Field research by members of the Institute for African Studies in August 2014
From August 9 to 27, 2014, the research into mutual perceptions of, and the relationship between recent migrants from Africa and African Americans, launched by the Institute for African Studies in the previous year, was continued in three cities of the state of Alabama: Albertville, Guntersville, and Huntsville. The research is supported by the Russian Foundation for Humanities (projects 13-01-18036 and 14-01-00070). This year, fieldwork was done by the Institute Vice-Director Prof. Dmitri M. Bondarenko and Senior Research Fellow Dr. Veronica V. Usacheva.

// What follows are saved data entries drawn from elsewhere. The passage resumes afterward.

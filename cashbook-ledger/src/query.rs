use cashbook_core::{CurrencyCode, PartyId, Transaction};

/// Equality filters describing which transaction records to load.
#[derive(Clone, Debug, Default)]
pub struct TransactionQuery {
    /// Matches when the party is either giver or taker.
    pub party: Option<PartyId>,
    pub giver: Option<PartyId>,
    pub taker: Option<PartyId>,
    pub currency: Option<CurrencyCode>,
    pub is_exchange: Option<bool>,
    pub limit: Option<usize>,
    pub ascending: bool,
}

impl TransactionQuery {
    pub fn with_party(mut self, party: PartyId) -> Self {
        self.party = Some(party);
        self
    }

    pub fn with_giver(mut self, giver: PartyId) -> Self {
        self.giver = Some(giver);
        self
    }

    pub fn with_taker(mut self, taker: PartyId) -> Self {
        self.taker = Some(taker);
        self
    }

    pub fn with_currency(mut self, currency: CurrencyCode) -> Self {
        self.currency = Some(currency);
        self
    }

    pub fn exchanges_only(mut self) -> Self {
        self.is_exchange = Some(true);
        self
    }

    pub fn transfers_only(mut self) -> Self {
        self.is_exchange = Some(false);
        self
    }

    pub fn with_limit(mut self, limit: usize) -> Self {
        self.limit = Some(limit);
        self
    }

    pub fn ascending(mut self) -> Self {
        self.ascending = true;
        self
    }

    /// In-process evaluation of the filters, ignoring limit and ordering.
    pub fn matches(&self, tx: &Transaction) -> bool {
        if let Some(party) = &self.party {
            if !tx.involves(party) {
                return false;
            }
        }
        if let Some(giver) = &self.giver {
            if &tx.giver.id != giver {
                return false;
            }
        }
        if let Some(taker) = &self.taker {
            if &tx.taker.id != taker {
                return false;
            }
        }
        if let Some(currency) = &self.currency {
            if &tx.currency != currency {
                return false;
            }
        }
        if let Some(flag) = self.is_exchange {
            if tx.is_exchange() != flag {
                return false;
            }
        }
        true
    }
}
use cashbook_core::CurrencyCode;
use rust_decimal::Decimal;
use serde::{Deserialize, Serialize};
use tracing::debug;

use crate::{LedgerResult, RateSource};

/// Resolves conversion rates from stored directional edges.
///
/// Resolution is exactly two lookups: the direct edge, then the reverse edge
/// inverted. There is no multi-hop search through a third currency, and when
/// both edges are stored the direct one wins even if they disagree.
pub struct RateResolver<'a, S: RateSource + ?Sized> {
    source: &'a S,
}

impl<'a, S: RateSource + ?Sized> RateResolver<'a, S> {
    pub fn new(source: &'a S) -> Self {
        Self { source }
    }

    /// Rate such that one unit of `from` equals the result in units of `to`,
    /// or `None` when neither edge is stored.
    pub fn resolve(&self, from: &CurrencyCode, to: &CurrencyCode) -> LedgerResult<Option<Decimal>> {
        if from == to {
            return Ok(Some(Decimal::ONE));
        }
        if let Some(rate) = usable(self.source.direct_rate(from, to)?) {
            debug!(%from, %to, %rate, "resolved direct rate");
            return Ok(Some(rate));
        }
        if let Some(reverse) = usable(self.source.direct_rate(to, from)?) {
            let rate = Decimal::ONE.checked_div(reverse);
            debug!(%from, %to, %reverse, "resolved inverted rate");
            return Ok(rate);
        }
        debug!(%from, %to, "no rate stored in either direction");
        Ok(None)
    }

    /// Convert `amount` of `from` into `to`, if a rate resolves.
    pub fn convert(
        &self,
        amount: Decimal,
        from: &CurrencyCode,
        to: &CurrencyCode,
    ) -> LedgerResult<Option<Decimal>> {
        Ok(self
            .resolve(from, to)?
            .and_then(|rate| amount.checked_mul(rate)))
    }
}

fn usable(rate: Option<Decimal>) -> Option<Decimal> {
    rate.filter(|value| *value > Decimal::ZERO)
}

/// Custom rate as typed by the user, in whichever direction they quoted it.
#[derive(Clone, Copy, Debug, PartialEq, Eq, Serialize, Deserialize)]
#[serde(tag = "direction", content = "rate", rename_all = "snake_case")]
pub enum RateQuote {
    /// One unit of the giver's currency buys `rate` of the receiving currency.
    Forward(Decimal),
    /// One unit of the receiving currency costs `rate` of the giver's currency.
    Inverse(Decimal),
}

impl RateQuote {
    /// The quoted value before normalisation.
    pub fn quoted(&self) -> Decimal {
        match self {
            RateQuote::Forward(rate) | RateQuote::Inverse(rate) => *rate,
        }
    }

    /// Rate in the giver -> receiver direction; `None` if it cannot be inverted.
    pub fn normalized(&self) -> Option<Decimal> {
        match self {
            RateQuote::Forward(rate) => Some(*rate),
            RateQuote::Inverse(rate) => Decimal::ONE.checked_div(*rate),
        }
    }
}

impl From<Decimal> for RateQuote {
    fn from(value: Decimal) -> Self {
        RateQuote::Forward(value)
    }
}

The main distinction of fieldwork in 2014 was a shift in focus from as wide as possible geographic, social, national coverage of respondents to a case study of two clearly defined and comparable with each other small religious (Christian) communities: an African American Methodist Episcopal and Ethiopian Orthodox. Besides, this time research was concentrated on the situation not in the cities of historically more progressive, cosmopolitan, and tolerant North of the USA but in towns in the depth of the nation’s South known for its conservatism and traditionalism. Combination of the evidence got in 2013 and 2014 should allow a more comprehensive and multifaceted picture of mutual perceptions of, and the relationship between African Americans and recent migrants from Africa.
With the change of the object of study, the research methods were adjusted accordingly. The necessity of adjustment was dictated by the desire to establish trust with the members of the two communities. Therefore, the researchers refused from extensive tape recorded interviews according to an unconcealed from the respondent plan and preferred conversations (sometimes long, too) that could correctly be called semi- and non-structured interviews. They were recorded from memory after the end of the interview. In total, 24 conversations-interviews were done. Much more attention than previous year was paid to the method of observation, including participant. The researchers did not miss even one event in the churches of the communities they studied, visited homes of some of their members, met them in informal atmosphere in cafés … General impressions of what had been seen, noticed interesting details and heard distinctive opinions were recorded later either. Besides, expositions of the city museums in Guntersville and Albertville were thoroughly analyzed in order to trace how nowadays, by visual means the historical memory of America’s black population’s past is being formed, and through it the idea of its place and role in present-day American society is being instilled. With the same purpose, the researchers visited Martin Luther King, Jr. National Historic Site in Atlanta, GA – the “informal capitol of the American South”, one of the main centers of the Civil rights movement of 1954-1968. The photo archive of the 2014 field season included 362 photos.
In total, in two field seasons, of 2013 and 2014, the project participants (Dmitri M. Bondarenko, Alexander E. Zhukov, and Veronica V. Usacheva) recorded 171 interviews and conversations of different duration and degree of structuring, made notes of 12 observations of events in life of African Americans and African migrants; the photo archive consists of 519 photos. Combined and compared with the evidence got in 2013, the data collected in 2014 году will be used by the project participants for preparation of articles and papers for international and national scholarly editions and conferences.
The participants of the research would like to express their sincere gratitude to Bella and Kirk Sorbo for their invaluable help in its organization and conducting.